So now you need to rethink your plan and come up with something a little different . . . sorry bro !!


----------



## Nick325xiT 5spd (Dec 24, 2001)

245/40 will cost you more acceleration than a wheel diet gains you.

Plus, S-03s are freaking heavy.


----------



## Patrick (Dec 23, 2001)

Andy's wheel dilema(s) may soon be approaching "Alan F" status!

:angel: 

FWIW, I say keep the ZHP wheels.


----------



## Andy (Jul 16, 2003)

AF330i said:


> Aren't those wheels available in 18 x 8 also ?


They only offer the 8.5" wide wheel in the 18" wheels.



AF330i said:


> They don't make a 245/35/18 Bridgestone SO3 . . .
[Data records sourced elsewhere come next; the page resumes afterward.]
//! naca-foil: NACA airfoil profile generator.
//!
//! Generates 2-D coordinate profiles for NACA airfoil sections from a
//! datcom designation string, as a plain listing, an AC3D polyline object
//! or a JSON document.

use std::fs::File;
use std::io::{self, BufWriter, Write};
use std::path::PathBuf;
use std::process::ExitCode;

use clap::Parser;
use tracing::{error, info, Level};
use tracing_subscriber::EnvFilter;

use naca_foil::config;
use naca_foil::naca::{self, stations::MIN_STATIONS};
use naca_foil::output::{self, OutputFormat};

/// NACA airfoil profile generator.
///
/// Parses a datcom designation (the four letters NACA, a hyphen, any
/// character, a hyphen, the family code 1, 4, 5, 6 or S, a hyphen, the
/// foil number) and writes the section boundary as coordinates.
#[derive(Parser, Debug)]
#[command(name = "naca-foil")]
#[command(author, version, about, long_about = None)]
struct Args {
    /// Airfoil designation, e.g. NACA-X-4-2412
    #[arg(value_name = "DESIGNATION")]
    designation: String,

    /// Number of chordwise stations per surface (at least 5)
    #[arg(short = 'n', long, value_name = "N")]
    stations: Option<usize>,

    /// Output format: raw, ac3d or json
    #[arg(short, long, value_name = "FORMAT")]
    format: Option<String>,

    /// Write to a file instead of stdout
    #[arg(short, long, value_name = "FILE")]
    output: Option<PathBuf>,

    /// Path to configuration file
    #[arg(short, long, value_name = "CONFIG_FILE")]
    config: Option<PathBuf>,

    /// Increase logging verbosity (-v for info, -vv for debug, -vvv for trace)
    #[arg(short, long, action = clap::ArgAction::Count)]
    verbose: u8,

    /// Decrease logging verbosity (only show errors)
    #[arg(short, long)]
    quiet: bool,
}

/// Determines the log level from CLI arguments.
#[allow(clippy::match_same_arms)] // Explicit "warn" arm for clarity
fn get_log_level(verbose: u8, quiet: bool, config_level: &str) -> Level {
    if quiet {
        return Level::ERROR;
    }

    match verbose {
        0 => match config_level.to_lowercase().as_str() {
            "trace" => Level::TRACE,
            "debug" => Level::DEBUG,
            "info" => Level::INFO,
            "warn" => Level::WARN,
            "error" => Level::ERROR,
            _ => Level::WARN, // Default to warn for unknown levels
        },
        1 => Level::INFO,
        2 => Level::DEBUG,
        _ => Level::TRACE,
    }
}

/// Initialises the tracing subscriber for logging.
fn init_tracing(level: Level) {
    let filter = EnvFilter::from_default_env().add_directive(level.into());

    tracing_subscriber::fmt()
        .with_env_filter(filter)
        .with_target(false)
        .with_writer(io::stderr)
        .init();
}

/// Entry point for the naca-foil generator.
fn main() -> ExitCode {
    let args = Args::parse();

    // Load configuration
    let config_path = args.config.as_deref();
    let cfg = match config::load_config(config_path) {
        Ok(cfg) => cfg,
        Err(e) => {
            eprintln!("Configuration error: {e}");
            return ExitCode::FAILURE;
        }
    };

    // Initialise logging
    let log_level = get_log_level(args.verbose, args.quiet, &cfg.logging.level);
    init_tracing(log_level);

    // Display GPL license notice (required by GPLv3 Section 5d)
    if !args.quiet {
        eprintln!(
            "naca-foil {}  Copyright (C) 2026  The Embedded Society",
            env!("CARGO_PKG_VERSION")
        );
        eprintln!("This is free software with ABSOLUTELY NO WARRANTY, licensed GPL-3.0-or-later.");
        eprintln!();
    }

    let station_count = args.stations.unwrap_or(cfg.geometry.default_stations);
    if station_count < MIN_STATIONS {
        eprintln!("Station count must be at least {MIN_STATIONS} (got {station_count})");
        return ExitCode::FAILURE;
    }

    let format_name = args
        .format
        .clone()
        .unwrap_or_else(|| cfg.output.default_format.clone());
    let Some(format) = OutputFormat::from_str_loose(&format_name) else {
        eprintln!("Unknown output format '{format_name}' (expected raw, ac3d or json)");
        return ExitCode::FAILURE;
    };

    info!(
        designation = %args.designation,
        stations = station_count,
        %format,
        "generating profile"
    );

    let profile = match naca::generate(&args.designation, station_count) {
        Ok(profile) => profile,
        Err(e) => {
            error!(error = %e, "failed to generate profile");
            return ExitCode::FAILURE;
        }
    };

    let written = match args.output {
        Some(ref path) => {
            info!(path = %path.display(), "creating output file");
            match File::create(path) {
                Ok(file) => {
                    let mut writer = BufWriter::new(file);
                    output::write_profile(&mut writer, format, &profile, &args.designation)
                        .and_then(|()| writer.flush())
                }
                Err(e) => {
                    error!(path = %path.display(), error = %e, "unable to open file for writing");
                    return ExitCode::FAILURE;
                }
            }
        }
        None => {
            let stdout = io::stdout();
            let mut handle = stdout.lock();
            output::write_profile(&mut handle, format, &profile, &args.designation)
        }
    };

    match written {
        Ok(()) => ExitCode::SUCCESS,
        Err(e) => {
            error!(error = %e, "failed to write profile");
            ExitCode::FAILURE
        }
    }
}

#[cfg(test)]
mod tests {
    use super::*;

    #[test]
    fn verify_cli() {
        use clap::CommandFactory;
        Args::command().debug_assert();
    }

    #[test]
    fn quiet_wins_over_verbose() {
        assert_eq!(get_log_level(3, true, "warn"), Level::ERROR);
    }

    #[test]
    fn config_level_applies_without_flags() {
        assert_eq!(get_log_level(0, false, "debug"), Level::DEBUG);
        assert_eq!(get_log_level(0, false, "bogus"), Level::WARN);
    }

    #[test]
    fn verbosity_flags_escalate() {
        assert_eq!(get_log_level(1, false, "warn"), Level::INFO);
        assert_eq!(get_log_level(2, false, "warn"), Level::DEBUG);
        assert_eq!(get_log_level(5, false, "warn"), Level::TRACE);
    }
}
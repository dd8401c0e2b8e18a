//! MidCity Test Utils
//!
//! Shared harness for the MidCity server's unit and integration tests.
//! Tests describe the tables they need through a small builder, get back a
//! context wrapping a fresh in-memory SQLite database, and populate it with
//! the factories.
//!
//! # Overview
//!
//! - **TestBuilder**: Declares which tables and extra statements a test needs
//! - **TestContext**: Owns the per-test database connection and session
//! - **TestError**: Failures during test environment setup
//! - **factory**: Inserts users, doctors, and bookings with sensible defaults
//!
//! # Usage
//!
//! ```rust,ignore
//! use test_utils::builder::TestBuilder;
//! use test_utils::factory::create_user;
//!
//! #[tokio::test]
//! async fn test_user_lookup() -> Result<(), TestError> {
//!     let mut test = TestBuilder::new().with_booking_tables().build().await?;
//!     let db = test.database().await?;
//!
//!     let user = create_user(db).await?;
//!     // Exercise the code under test...
//!
//!     Ok(())
//! }
//! ```

pub mod builder;
pub mod context;
pub mod error;
pub mod factory;
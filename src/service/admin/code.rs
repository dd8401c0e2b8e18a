//! One-time admin code for bootstrapping the first admin account.
//!
//! When the server starts without any admin user, it generates a random
//! code, logs it, and keeps it in memory for ten minutes. Registering with
//! that code within the window grants the account admin privileges and
//! consumes the code. Nothing is persisted; a restart issues a fresh code.

use rand::Rng;
use std::sync::Arc;
use std::time::{Duration, Instant};
use tokio::sync::RwLock;

/// How long an issued code stays redeemable.
const ADMIN_CODE_TTL_SECONDS: u64 = 600;

/// Characters a code is drawn from.
const CODE_CHARSET: &[u8] = b"ABCDEFGHIJKLMNOPQRSTUVWXYZ\
                              abcdefghijklmnopqrstuvwxyz\
                              0123456789";

/// Length of a generated code.
const CODE_LENGTH: usize = 32;

/// A code handed out at startup, redeemable until `expires_at`.
#[derive(Clone)]
struct IssuedCode {
    value: String,
    expires_at: Instant,
}

impl IssuedCode {
    fn is_expired(&self) -> bool {
        Instant::now() >= self.expires_at
    }
}

/// In-memory holder for the current admin setup code.
///
/// The service is cloned into application state; clones share the stored
/// code through the inner lock. At most one code is live at a time, and
/// redeeming it (or letting it expire) clears the slot.
#[derive(Clone)]
pub struct AdminCodeService {
    current: Arc<RwLock<Option<IssuedCode>>>,
}

impl AdminCodeService {
    /// Creates the service with no code issued.
    pub fn new() -> Self {
        Self {
            current: Arc::new(RwLock::new(None)),
        }
    }

    /// Issues a fresh random code, replacing any previous one.
    ///
    /// The code is a 32-character alphanumeric string valid for ten
    /// minutes. The caller is responsible for surfacing it to the
    /// operator, typically via the startup log.
    ///
    /// # Returns
    /// - `String` - The issued code
    pub async fn generate(&self) -> String {
        let value = Self::random_code();
        *self.current.write().await = Some(IssuedCode {
            value: value.clone(),
            expires_at: Instant::now() + Duration::from_secs(ADMIN_CODE_TTL_SECONDS),
        });

        value
    }

    /// Redeems a submitted code against the stored one.
    ///
    /// A match consumes the code so it cannot grant admin twice. An
    /// expired code is cleared and never matches; a mismatch leaves the
    /// stored code in place for the rightful holder.
    ///
    /// # Arguments
    /// - `input` - The code submitted during registration
    ///
    /// # Returns
    /// - `true` - Code matched and was consumed
    /// - `false` - No live code, expired, or mismatch
    pub async fn validate_and_consume(&self, input: &str) -> bool {
        let mut current = self.current.write().await;

        let Some(issued) = current.as_ref() else {
            return false;
        };

        if issued.is_expired() {
            *current = None;
            return false;
        }

        if issued.value == input {
            *current = None;
            return true;
        }

        false
    }

    /// Draws a 32-character code from the alphanumeric charset.
    fn random_code() -> String {
        let mut rng = rand::rng();

        (0..CODE_LENGTH)
            .map(|_| {
                let idx = rng.random_range(0..CODE_CHARSET.len());
                CODE_CHARSET[idx] as char
            })
            .collect()
    }

    /// Reports whether a live, unexpired code is stored, clearing an
    /// expired one as a side effect.
    #[cfg(test)]
    pub async fn has_valid_code(&self) -> bool {
        let mut current = self.current.write().await;

        match current.as_ref() {
            Some(issued) if issued.is_expired() => {
                *current = None;
                false
            }
            Some(_) => true,
            None => false,
        }
    }

    /// Stores a code that is already past its expiry, to exercise the
    /// expiry path without waiting out the TTL.
    #[cfg(test)]
    pub async fn store_expired_code(&self, value: &str) {
        *self.current.write().await = Some(IssuedCode {
            value: value.to_string(),
            expires_at: Instant::now() - Duration::from_secs(1),
        });
    }
}

impl Default for AdminCodeService {
    fn default() -> Self {
        Self::new()
    }
}
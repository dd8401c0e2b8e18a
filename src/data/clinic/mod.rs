//! Clinic resource-booking repositories for database operations.
//!
//! This module provides repositories for the flat clinic booking records: lab
//! tests, health checkup packages, and surgery requests. These records have no
//! relations or lifecycle, so each repository only needs an insert.

pub mod checkup;
pub mod lab;
pub mod surgery;

pub use checkup::CheckupRepository;
pub use lab::LabRepository;
pub use surgery::SurgeryRepository;
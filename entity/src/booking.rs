use sea_orm::entity::prelude::*;

#[derive(Clone, Debug, PartialEq, DeriveEntityModel, Eq)]
#[sea_orm(table_name = "booking")]
pub struct Model {
    #[sea_orm(primary_key)]
    pub id: i32,
    pub patient_name: String,
    pub patient_email: String,
    pub patient_phone: String,
    pub doctor_id: i32,
    pub user_id: i32,
    pub appointment_date: Date,
    pub time_slot: String,
    pub reason: String,
    #[sea_orm(column_type = "Text", nullable)]
    pub notes: Option<String>,
    pub status: String,
    pub created_at: DateTimeUtc,
    pub updated_at: DateTimeUtc,
}

#[derive(Copy, Clone, Debug, EnumIter, DeriveRelation)]
pub enum Relation {
    #[sea_orm(
        belongs_to = "super::doctor::Entity",
        from = "Column::DoctorId",
        to = "super::doctor::Column::Id",
        on_update = "Cascade",
        on_delete = "Cascade"
    )]
    Doctor,
    #[sea_orm(
        belongs_to = "super::user::Entity",
        from = "Column::UserId",
        to = "super::user::Column::Id",
        on_update = "Cascade",
        on_delete = "Cascade"
    )]
    User,
}

impl Related<super::doctor::Entity> for Entity {
    fn to() -> RelationDef {
        Relation::Doctor.def()
    }
}

impl Related<super::user::Entity> for Entity {
    fn to() -> RelationDef {
        Relation::User.def()
    }
}

impl ActiveModelBehavior for ActiveModel {}
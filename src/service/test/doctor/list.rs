use super::*;

/// Tests the department filter with surrounding whitespace.
///
/// Verifies that the filter value is trimmed before it reaches the query.
///
/// Expected: Ok with only doctors from the requested department
#[tokio::test]
async fn filters_by_trimmed_department() -> Result<(), AppError> {
    let test = TestBuilder::new()
        .with_table(entity::prelude::Doctor)
        .build()
        .await
        .unwrap();
    let db = test.db.as_ref().unwrap();

    let cardiologist = factory::doctor::DoctorFactory::new(db)
        .department("Cardiology")
        .build()
        .await?;
    factory::doctor::DoctorFactory::new(db)
        .department("Neurology")
        .build()
        .await?;

    let service = DoctorService::new(db);
    let doctors = service.list(Some(" Cardiology ".to_string())).await?;

    assert_eq!(doctors.len(), 1);
    assert_eq!(doctors[0].id, cardiologist.id);

    Ok(())
}

/// Tests the listing with a blank department parameter.
///
/// Verifies that `?department=` with no value behaves like an absent filter.
///
/// Expected: Ok with the full roster
#[tokio::test]
async fn treats_blank_filter_as_absent() -> Result<(), AppError> {
    let test = TestBuilder::new()
        .with_table(entity::prelude::Doctor)
        .build()
        .await
        .unwrap();
    let db = test.db.as_ref().unwrap();

    factory::create_doctor(db).await?;
    factory::create_doctor(db).await?;

    let service = DoctorService::new(db);
    let doctors = service.list(Some("   ".to_string())).await?;

    assert_eq!(doctors.len(), 2);

    Ok(())
}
I'm looking at the 245/40/18s, which they do make, not the 245/35/18s.


----------



## hugh1850 (Jun 20, 2003)

Heavy or not, the M135's look great, they are one of the reasons I preferred the package; besides I like OEM wheels. Supercharge it to increase straight-line performance; I don't see lighter wheels making a statistically significant difference. You will get at least a half second by increasing the output by 100 hp.


----------



## AF (Dec 21, 2001)

Andy said:


> They only offer the 8.5" wide wheel in the 18" wheels.
> 
> I'm looking at the 245/40/18s, which they do make, not the 245/35/18s.


Why are you thinking of going with a 245/40/18 ? That size is too tall for your car and I really doubt you would be able to fit that size in the front let alone the back either without rubbing

There is no reason to go with a 245 upfront . . .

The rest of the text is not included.